Uma ocasião verifiquei um operário serrando vergalhões de ferro e os cortes durava cerca de 30 segundos, quando a serra era nova. Um dia aproveitei o descuido de um desses operários e peguei a serra. Guardei debaixo da cama. Tracei meu plano. Era tão bonito e seria uma fuga de mestre. Sairia pelo portão principal. Um colega de quarto, contudo, assumiu a tarefa de serrar os locais que indiquei, mas o mesmo mudou os locais e o que seria perfeito, culminou em um desastre. Mas, depois do ocorrido, parei para refletir e vi o dedo de Deus naquilo tudo. Não tinha dinheiro, lenço nem documento, então como iria empreender tal fuga,  com sucesso? Seria uma fuga, mas logo seria capturado e, tanto eu, quanto o companheiro de fuga não éramos marginais. Queríamos a nossa liberdade de volta.

Em outro lugar, que estive, consegui fugir duas vezes; foram fugas cinematográficas e arriscadas demais. A mais perigosa de todas foi a segunda e nela poderia, por um vacilo qualquer, encontrar a morte. Escalei a casa com uma "teresa", que um companheiro sustentava  no braço. Quando estava a um metro do chão, ele soltou a teresa e eu cai de costas no gramado da casa vizinha. A pancada não foi maior que a vontade de ganhar a liberdade.

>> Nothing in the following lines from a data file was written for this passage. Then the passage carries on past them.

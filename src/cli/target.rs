//! Budget target CLI commands
//!
//! Implements CLI commands for managing recurring budget targets on categories.

use chrono::NaiveDate;
use clap::Subcommand;

use crate::config::settings::Settings;
use crate::error::{EnvelopeError, EnvelopeResult};
use crate::models::{Money, TargetCadence};
use crate::services::{BudgetService, CategoryService, PeriodService};
use crate::storage::Storage;

/// Target subcommands
#[derive(Subcommand)]
pub enum TargetCommands {
    /// Set a budget target for a category
    Set {
        /// Category name or ID
        category: String,
        /// Target amount (e.g., "500" or "500.00")
        amount: String,
        /// Target cadence: weekly, monthly, yearly, custom, or by-date
        #[arg(short, long, default_value = "monthly")]
        cadence: String,
        /// Number of days for custom cadence (required when cadence is "custom")
        #[arg(long)]
        days: Option<u32>,
        /// Target date for by-date cadence (YYYY-MM-DD, required when cadence is "by-date")
        #[arg(long)]
        date: Option<String>,
    },

    /// List all active budget targets
    List,

    /// Show the target for a specific category
    Show {
        /// Category name or ID
        category: String,
    },

    /// Delete the target for a category
    Delete {
        /// Category name or ID
        category: String,
    },

    /// Auto-fill budgets from targets for a period
    #[command(name = "auto-fill")]
    AutoFill {
        /// Budget period (e.g., "2025-01", "current")
        #[arg(short, long)]
        period: Option<String>,
    },
}

/// Handle a target command
pub fn handle_target_command(
    storage: &Storage,
    settings: &Settings,
    cmd: TargetCommands,
) -> EnvelopeResult<()> {
    let period_service = PeriodService::new(settings);

    match cmd {
        TargetCommands::Set {
            category,
            amount,
            cadence,
            days,
            date,
        } => {
            let category_service = CategoryService::new(storage);
            let cat = category_service
                .find_category(&category)?
                .ok_or_else(|| EnvelopeError::category_not_found(&category))?;

            let amount = Money::parse(&amount)
                .map_err(|e| EnvelopeError::Validation(format!("Invalid amount: {}", e)))?;

            let cadence = parse_cadence(&cadence, days, date.as_deref())?;

            let budget_service = BudgetService::new(storage);
            let target = budget_service.set_target(cat.id, amount, cadence.clone())?;

            println!(
                "Set target for '{}': {} {}",
                cat.name, target.amount, cadence
            );

            // Show what the suggested amount would be for the current period
            let current_period = period_service.current_period();
            let suggested = target.calculate_for_period(&current_period);
            println!(
                "  Suggested for {}: {}",
                period_service.format_period_friendly(&current_period),
                suggested
            );
        }

        TargetCommands::List => {
            let budget_service = BudgetService::new(storage);
            let category_service = CategoryService::new(storage);
            let targets = budget_service.get_all_targets()?;

            if targets.is_empty() {
                println!("No budget targets set.");
                println!();
                println!("Use 'envelope target set <category> <amount>' to create a target.");
            } else {
                println!("Budget Targets:");
                println!("{}", "-".repeat(60));
                println!("{:25} {:>12} {:>15}", "Category", "Amount", "Cadence");
                println!("{}", "-".repeat(60));

                let current_period = period_service.current_period();

                for target in &targets {
                    let cat_name = category_service
                        .get_category(target.category_id)?
                        .map(|c| c.name)
                        .unwrap_or_else(|| "Unknown".to_string());

                    let suggested = target.calculate_for_period(&current_period);

                    println!(
                        "{:25} {:>12} {:>15}",
                        cat_name, target.amount, target.cadence
                    );

                    // If the cadence results in a different amount for the current period, show it
                    if suggested != target.amount {
                        println!(
                            "{:25} {:>12} (for {})",
                            "",
                            suggested,
                            period_service.format_period_friendly(&current_period)
                        );
                    }
                }

                println!("{}", "-".repeat(60));
                println!("{} target(s) total", targets.len());
            }
        }

        TargetCommands::Show { category } => {
            let category_service = CategoryService::new(storage);
            let cat = category_service
                .find_category(&category)?
                .ok_or_else(|| EnvelopeError::category_not_found(&category))?;

            let budget_service = BudgetService::new(storage);
            let target = budget_service.get_target(cat.id)?;

            match target {
                Some(t) => {
                    println!("Target for '{}':", cat.name);
                    println!("  Amount:  {}", t.amount);
                    println!("  Cadence: {}", t.cadence);
                    println!("  Active:  {}", if t.active { "Yes" } else { "No" });
                    if !t.notes.is_empty() {
                        println!("  Notes:   {}", t.notes);
                    }
                    println!("  Created: {}", t.created_at.format("%Y-%m-%d %H:%M"));

                    // Show suggested amounts for a few periods
                    println!();
                    println!("Suggested amounts:");
                    let current = period_service.current_period();
                    for i in 0..3 {
                        let period = if i == 0 {
                            current.clone()
                        } else {
                            let mut p = current.clone();
                            for _ in 0..i {
                                p = p.next();
                            }
                            p
                        };
                        let suggested = t.calculate_for_period(&period);
                        let label = if i == 0 { " (current)" } else { "" };
                        println!(
                            "  {}{}: {}",
                            period_service.format_period_friendly(&period),
                            label,
                            suggested
                        );
                    }
                }
                None => {
                    println!("No target set for '{}'.", cat.name);
                    println!();
                    println!(
                        "Use 'envelope target set {} <amount>' to create one.",
                        cat.name
                    );
                }
            }
        }

        TargetCommands::Delete { category } => {
            let category_service = CategoryService::new(storage);
            let cat = category_service
                .find_category(&category)?
                .ok_or_else(|| EnvelopeError::category_not_found(&category))?;

            let budget_service = BudgetService::new(storage);
            let deleted = budget_service.remove_target(cat.id)?;

            if deleted {
                println!("Deleted target for '{}'.", cat.name);
            } else {
                println!("No target found for '{}'.", cat.name);
            }
        }

        TargetCommands::AutoFill { period } => {
            let period = period_service.parse_or_current(period.as_deref())?;
            let friendly = period_service.format_period_friendly(&period);

            let budget_service = BudgetService::new(storage);
            let category_service = CategoryService::new(storage);
            let allocations = budget_service.auto_fill_all_targets(&period)?;

            if allocations.is_empty() {
                println!("No targets to auto-fill for {}.", friendly);
                println!();
                println!("Use 'envelope target set <category> <amount>' to create targets first.");
            } else {
                println!("Auto-filled budgets from targets for {}:", friendly);
                println!();

                for allocation in &allocations {
                    let cat_name = category_service
                        .get_category(allocation.category_id)?
                        .map(|c| c.name)
                        .unwrap_or_else(|| "Unknown".to_string());

                    println!("  {}: {}", cat_name, allocation.budgeted);
                }

                println!();
                println!("{} category/categories updated.", allocations.len());

                // Show Available to Budget
                let atb = budget_service.get_available_to_budget(&period)?;
                if atb.is_negative() {
                    println!();
                    println!(
                        "⚠️  Warning: Overbudgeted by {}. Available to Budget: {}",
                        atb.abs(),
                        atb
                    );
                } else if atb.is_positive() {
                    println!();
                    println!("Available to Budget: {}", atb);
                }
            }
        }
    }

    Ok(())
}

/// Parse the cadence string and optional parameters into a TargetCadence
fn parse_cadence(
    cadence: &str,
    days: Option<u32>,
    date: Option<&str>,
) -> EnvelopeResult<TargetCadence> {
    match cadence.to_lowercase().as_str() {
        "weekly" => Ok(TargetCadence::Weekly),
        "monthly" => Ok(TargetCadence::Monthly),
        "yearly" | "annual" | "annually" => Ok(TargetCadence::Yearly),
        "custom" => {
            let days = days.ok_or_else(|| {
                EnvelopeError::Validation(
                    "Custom cadence requires --days parameter (e.g., --days 14)".to_string(),
                )
            })?;
            if days == 0 {
                return Err(EnvelopeError::Validation(
                    "Custom interval must be at least 1 day".to_string(),
                ));
            }
            Ok(TargetCadence::Custom { days })
        }
        "by-date" | "bydate" | "by_date" => {
            let date_str = date.ok_or_else(|| {
                EnvelopeError::Validation(
                    "By-date cadence requires --date parameter (e.g., --date 2025-12-25)"
                        .to_string(),
                )
            })?;
            let target_date = NaiveDate::parse_from_str(date_str, "%Y-%m-%d").map_err(|e| {
                EnvelopeError::Validation(format!(
                    "Invalid date format '{}'. Use YYYY-MM-DD: {}",
                    date_str, e
                ))
            })?;
            Ok(TargetCadence::ByDate { target_date })
        }
        _ => Err(EnvelopeError::Validation(format!(
            "Unknown cadence '{}'. Valid options: weekly, monthly, yearly, custom, by-date",
            cadence
        ))),
    }
}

Soube que o dono mandou me caçar e empreenderam, por três dias, uma imensa busca, 24 horas por dia. Quando soube, no local em que me encontrava, que as buscas já se iniciavam naquele lugar, fui ver meus pais. Vi e depois refleti: - agora que ninguém me pegou, posso voltar de forma voluntária e com a decisão de cessar o uso, de ficar limpo, Levei um bom tempo limpo, sem usar. Lá dentro me ofereciam drogas e eu recusava usar. Depois de ter saído daquele local, muitos meses depois sofri uma recaída. Algo absurdo me aconteceu, acabei sendo assaltado, depois, em um dado município furtaram minha bagagem  e, desolado, cai com força no uso. Sei lá, parecia viver um stress pós traumático. Veio o arrependimento e o regresso da sanidade. Recomecei tudo outra vez e, vencido um mês, nova recaída.

Agora, novamente limpo, vivo em outro plano de vida e pretendo me desligar de muita gente. Tudo converge para que eu conclua, que a minha escolha em busca da minha recuperação está em viver apenas com quem me compreende, com quem me estende a mão de amigo e me ajuda.

Não estou certo, mas, parafraseando frase duma composição de Roberto Carlos, parece que a "felicidade começa num adeus". Posso estar com o pensamento desfocado, sei que estou assoberbado de problemas, mas tenho fé em solucionar tudo. Sei que nos primeiro tempos tudo vai ser duro demais, mas tenho que enfrentar esta nova realidade. Posso até pensar melhor depois de concluir este post de partilha. 

Hoje, aqui e agora, penso dessa maneira. Isto pode ser decorrência das coisas que me sucedem e intranquilizam. Também não quero ser um embaraço pra quem quer que seja. Quero ser livre e voar mundo afora, com responsabilidade e ciente de que não posso e não devo mais usar droga alguma. Meu sentimento não é dos melhores, por isso busco partilhar. Só por hoje!